TASK DIRECTIONS>
Return every line from the one with "if c.is_ascii_alphanumeric() ||" through the one with "let kind = match (first, self.peek())", inclusive, exactly as it appears below.

GIVEN RECORDS>
++++++++

//! SRQL 的词法分析器

use once_cell::sync::Lazy;
use regex::Regex;

use crate::token::{Span, Token, TokenKind};

static MAC_PATTERN: Lazy<Regex> = Lazy::new(|| {
    Regex::new(r"^(?:[0-9A-Fa-f]{2}(?::[0-9A-Fa-f]{2}){5}|[0-9A-Fa-f]{2}(?:-[0-9A-Fa-f]{2}){5})\b")
        .unwrap()
});

static IP_PATTERN: Lazy<Regex> =
    Lazy::new(|| Regex::new(r"^\d{1,3}(?:\.\d{1,3}){3}\b").unwrap());

static FLOAT_PATTERN: Lazy<Regex> = Lazy::new(|| Regex::new(r"^-?\d+\.\d+").unwrap());

static INTEGER_PATTERN: Lazy<Regex> = Lazy::new(|| Regex::new(r"^-?\d+").unwrap());

/// 整个引号内容都是时间戳时才按时间戳处理，例如 `2024-01-01 08:00:00.5+08:00`
static TIMESTAMP_PATTERN: Lazy<Regex> = Lazy::new(|| {
    Regex::new(r"^\d{4}-\d{2}-\d{2}[ T]\d{2}:\d{2}:\d{2}(?:\.\d+)?(?:Z|[+-]\d{2}:?\d{2})?$")
        .unwrap()
});

pub struct Lexer<'a> {
    input: &'a str,
    /// 输入字符串中的当前位置（字节索引）
    position: usize,
}

impl<'a> Lexer<'a> {
    pub fn new(input: &'a str) -> Self {
        Lexer { input, position: 0 }
    }

    /// 返回当前位置的字符，不推进位置
    fn peek(&self) -> Option<char> {
        self.input[self.position..].chars().next()
    }

    /// 返回下一个位置的字符，不推进位置
    fn peek_next(&self) -> Option<char> {
        self.input[self.position..].chars().nth(1)
    }

    /// 推进位置一个字符并返回该字符
    fn bump(&mut self) -> Option<char> {
        let c = self.peek();
        if let Some(c) = c {
            self.position += c.len_utf8();
        }
        c
    }

    /// 跳过空白字符
    fn skip_whitespace(&mut self) {
        while let Some(c) = self.peek() {
            if c.is_whitespace() {
                self.bump();
            } else {
                break;
            }
        }
    }

    fn token(&self, kind: TokenKind, start: usize) -> Token<'a> {
        Token {
            kind,
            text: &self.input[start..self.position],
            span: Span::new(start, self.position),
        }
    }

    /// 在当前位置尝试匹配 `pattern`，成功时消费匹配的文本
    fn read_pattern(&mut self, pattern: &Regex, kind: TokenKind) -> Option<Token<'a>> {
        let start = self.position;
        let matched = pattern.find(&self.input[start..])?;
        self.position = start + matched.end();
        Some(self.token(kind, start))
    }

    /// 读取不带引号的地址或数字字面量
    fn read_bare_literal(&mut self) -> Option<Token<'a>> {
        self.read_pattern(&MAC_PATTERN, TokenKind::MacAddress)
            .or_else(|| self.read_pattern(&IP_PATTERN, TokenKind::IpAddress))
            .or_else(|| self.read_pattern(&FLOAT_PATTERN, TokenKind::Float))
            .or_else(|| self.read_pattern(&INTEGER_PATTERN, TokenKind::Integer))
    }

    /// 读取由 `quote` 包围的字面量
    /// 注意：开始的引号已经被调用者消费
    fn read_quoted(&mut self, start: usize, quote: char) -> Token<'a> {
        let content_start = self.position;
        while let Some(c) = self.peek() {
            if c == quote {
                break;
            }
            self.bump();
        }
        if self.peek().is_none() {
            return self.token(TokenKind::Illegal, start);
        }
        let content = &self.input[content_start..self.position];
        self.bump(); // 消费结束引号

        let kind = if TIMESTAMP_PATTERN.is_match(content) {
            TokenKind::Timestamp
        } else {
            TokenKind::String
        };
        self.token(kind, start)
    }

    /// 读取标识符或关键字
    fn read_identifier(&mut self, start: usize) -> Token<'a> {
        while let Some(c) = self.peek() {
            if c.is_ascii_alphanumeric() || c == '_' {
                self.bump();
            } else {
                break;
            }
        }
        let literal = &self.input[start..self.position];
        self.token(match_keyword(literal), start)
    }

    /// 读取以 `first` 开头的一到两个字符的运算符
    fn read_operator(&mut self, start: usize, first: char) -> Token<'a> {
        let kind = match (first, self.peek()) {
            ('<', Some('=')) => Some(TokenKind::Lte),
            ('<', Some('>')) => Some(TokenKind::NotEq),
            ('>', Some('=')) => Some(TokenKind::Gte),
            ('!', Some('=')) => Some(TokenKind::NotEq),
            _ => None,
        };
        if let Some(kind) = kind {
            self.bump();
            return self.token(kind, start);
        }
        let kind = match first {
            '<' => TokenKind::Lt,
            '>' => TokenKind::Gt,
            _ => TokenKind::Illegal,
        };
        self.token(kind, start)
    }
}

fn match_keyword(s: &str) -> TokenKind {
    match s.to_ascii_lowercase().as_str() {
        "show" => TokenKind::Show,
        "find" => TokenKind::Find,
        "count" => TokenKind::Count,
        "where" => TokenKind::Where,
        "order" => TokenKind::Order,
        "by" => TokenKind::By,
        "limit" => TokenKind::Limit,
        "latest" => TokenKind::Latest,
        "asc" => TokenKind::Asc,
        "desc" => TokenKind::Desc,
        "and" => TokenKind::And,
        "or" => TokenKind::Or,
        "not" => TokenKind::Not,
        "in" => TokenKind::In,
        "between" => TokenKind::Between,
        "contains" => TokenKind::Contains,
        "is" => TokenKind::Is,
        "null" => TokenKind::Null,
        "like" => TokenKind::Like,
        "true" | "false" => TokenKind::Boolean,
        "devices" | "flows" | "traps" | "connections" | "logs" => TokenKind::Entity,
        _ => TokenKind::Identifier,
    }
}

impl<'a> Iterator for Lexer<'a> {
    type Item = Token<'a>;

    fn next(&mut self) -> Option<Self::Item> {
        self.skip_whitespace();
        let start = self.position;
        let c = self.peek()?;

        // 地址可能以字母开头（`ab:cd:...`），所以先于标识符尝试
        let starts_number = c.is_ascii_digit()
            || (c == '-' && self.peek_next().is_some_and(|n| n.is_ascii_digit()));
        if c.is_ascii_hexdigit() || starts_number {
            if let Some(token) = self.read_bare_literal() {
                return Some(token);
            }
        }

        self.bump();
        let token = match c {
            '=' => self.token(TokenKind::Eq, start),
            '.' => self.token(TokenKind::Dot, start),
            ',' => self.token(TokenKind::Comma, start),
            '(' => self.token(TokenKind::LParen, start),
            ')' => self.token(TokenKind::RParen, start),
            '<' | '>' | '!' => self.read_operator(start, c),
            '"' | '\'' => self.read_quoted(start, c),
            c if c.is_ascii_alphabetic() || c == '_' => self.read_identifier(start),
            _ => self.token(TokenKind::Illegal, start),
        };
        Some(token)
    }
}

#[cfg(test)]
mod tests {
    use super::*;

    fn kinds(input: &str) -> Vec<TokenKind> {
        Lexer::new(input).map(|t| t.kind).collect()
    }

    #[test]
    fn test_simple_statement() {
        let input = "SHOW devices WHERE ip = '192.168.1.1'";
        let tokens: Vec<_> = Lexer::new(input).collect();

        assert_eq!(
            tokens.iter().map(|t| t.kind).collect::<Vec<_>>(),
            vec![
                TokenKind::Show,
                TokenKind::Entity,
                TokenKind::Where,
                TokenKind::Identifier,
                TokenKind::Eq,
                TokenKind::String,
            ]
        );
        assert_eq!(tokens[5].text, "'192.168.1.1'");
        assert_eq!(tokens[5].span, Span::new(24, 37));
    }

    #[test]
    fn test_all_operators_and_punctuation() {
        assert_eq!(
            kinds("= != <> > >= < <= ( ) , ."),
            vec![
                TokenKind::Eq,
                TokenKind::NotEq,
                TokenKind::NotEq,
                TokenKind::Gt,
                TokenKind::Gte,
                TokenKind::Lt,
                TokenKind::Lte,
                TokenKind::LParen,
                TokenKind::RParen,
                TokenKind::Comma,
                TokenKind::Dot,
            ]
        );
    }

    #[test]
    fn test_keywords_are_case_insensitive() {
        assert_eq!(
            kinds("find Count oRdEr by LIMIT latest asc DESC between contains is not null like"),
            vec![
                TokenKind::Find,
                TokenKind::Count,
                TokenKind::Order,
                TokenKind::By,
                TokenKind::Limit,
                TokenKind::Latest,
                TokenKind::Asc,
                TokenKind::Desc,
                TokenKind::Between,
                TokenKind::Contains,
                TokenKind::Is,
                TokenKind::Not,
                TokenKind::Null,
                TokenKind::Like,
            ]
        );
    }

    #[test]
    fn test_entities_booleans_and_identifiers() {
        assert_eq!(
            kinds("Devices FLOWS traps connections logs TRUE false host_name _x1"),
            vec![
                TokenKind::Entity,
                TokenKind::Entity,
                TokenKind::Entity,
                TokenKind::Entity,
                TokenKind::Entity,
                TokenKind::Boolean,
                TokenKind::Boolean,
                TokenKind::Identifier,
                TokenKind::Identifier,
            ]
        );
    }

    #[test]
    fn test_numbers_and_addresses() {
        let input = "42 -7 3.14 10.0.0.1 00:1A:2B:3C:4D:5E ab-cd-ef-01-23-45";
        let tokens: Vec<_> = Lexer::new(input).map(|t| (t.kind, t.text)).collect();
        assert_eq!(
            tokens,
            vec![
                (TokenKind::Integer, "42"),
                (TokenKind::Integer, "-7"),
                (TokenKind::Float, "3.14"),
                (TokenKind::IpAddress, "10.0.0.1"),
                (TokenKind::MacAddress, "00:1A:2B:3C:4D:5E"),
                (TokenKind::MacAddress, "ab-cd-ef-01-23-45"),
            ]
        );
    }

    #[test]
    fn test_hex_looking_identifier_is_not_an_address() {
        let tokens: Vec<_> = Lexer::new("abc dead").map(|t| (t.kind, t.text)).collect();
        assert_eq!(
            tokens,
            vec![(TokenKind::Identifier, "abc"), (TokenKind::Identifier, "dead")]
        );
    }

    #[test]
    fn test_quoted_literals() {
        let input = r#""hello world" 'single' "2023-12-25 14:30:00" '2024-01-01T08:00:00Z'"#;
        let tokens: Vec<_> = Lexer::new(input).map(|t| (t.kind, t.text)).collect();
        assert_eq!(
            tokens,
            vec![
                (TokenKind::String, r#""hello world""#),
                (TokenKind::String, "'single'"),
                (TokenKind::Timestamp, r#""2023-12-25 14:30:00""#),
                (TokenKind::Timestamp, "'2024-01-01T08:00:00Z'"),
            ]
        );
    }

    #[test]
    fn test_text_starting_with_a_date_is_a_string() {
        let input = r#"message = "2024-01-01 00:00:00 disk failed" '2024-01-01 00:00:00.250+08:00'"#;
        let tokens: Vec<_> = Lexer::new(input).map(|t| (t.kind, t.text)).collect();
        assert_eq!(tokens[2], (TokenKind::String, r#""2024-01-01 00:00:00 disk failed""#));
        assert_eq!(
            tokens[3],
            (TokenKind::Timestamp, "'2024-01-01 00:00:00.250+08:00'")
        );
    }

    #[test]
    fn test_unterminated_string_is_illegal() {
        let tokens: Vec<_> = Lexer::new(r#"name = "abc"#).collect();
        assert_eq!(tokens.len(), 3);
        assert_eq!(tokens[2].kind, TokenKind::Illegal);
        assert_eq!(tokens[2].text, r#""abc"#);
    }

    #[test]
    fn test_illegal_characters() {
        assert_eq!(
            kinds("a ! b ; -"),
            vec![
                TokenKind::Identifier,
                TokenKind::Illegal,
                TokenKind::Identifier,
                TokenKind::Illegal,
                TokenKind::Illegal,
            ]
        );
    }

    #[test]
    fn test_qualified_field() {
        assert_eq!(
            kinds("devices.metadata.region"),
            vec![
                TokenKind::Entity,
                TokenKind::Dot,
                TokenKind::Identifier,
                TokenKind::Dot,
                TokenKind::Identifier,
            ]
        );
    }
}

++++++++

RESULT FOR THIS TASK>
            if c.is_ascii_alphanumeric() || c == '_' {
                self.bump();
            } else {
                break;
            }
        }
        let literal = &self.input[start..self.position];
        self.token(match_keyword(literal), start)
    }

    /// 读取以 `first` 开头的一到两个字符的运算符
    fn read_operator(&mut self, start: usize, first: char) -> Token<'a> {
        let kind = match (first, self.peek()) {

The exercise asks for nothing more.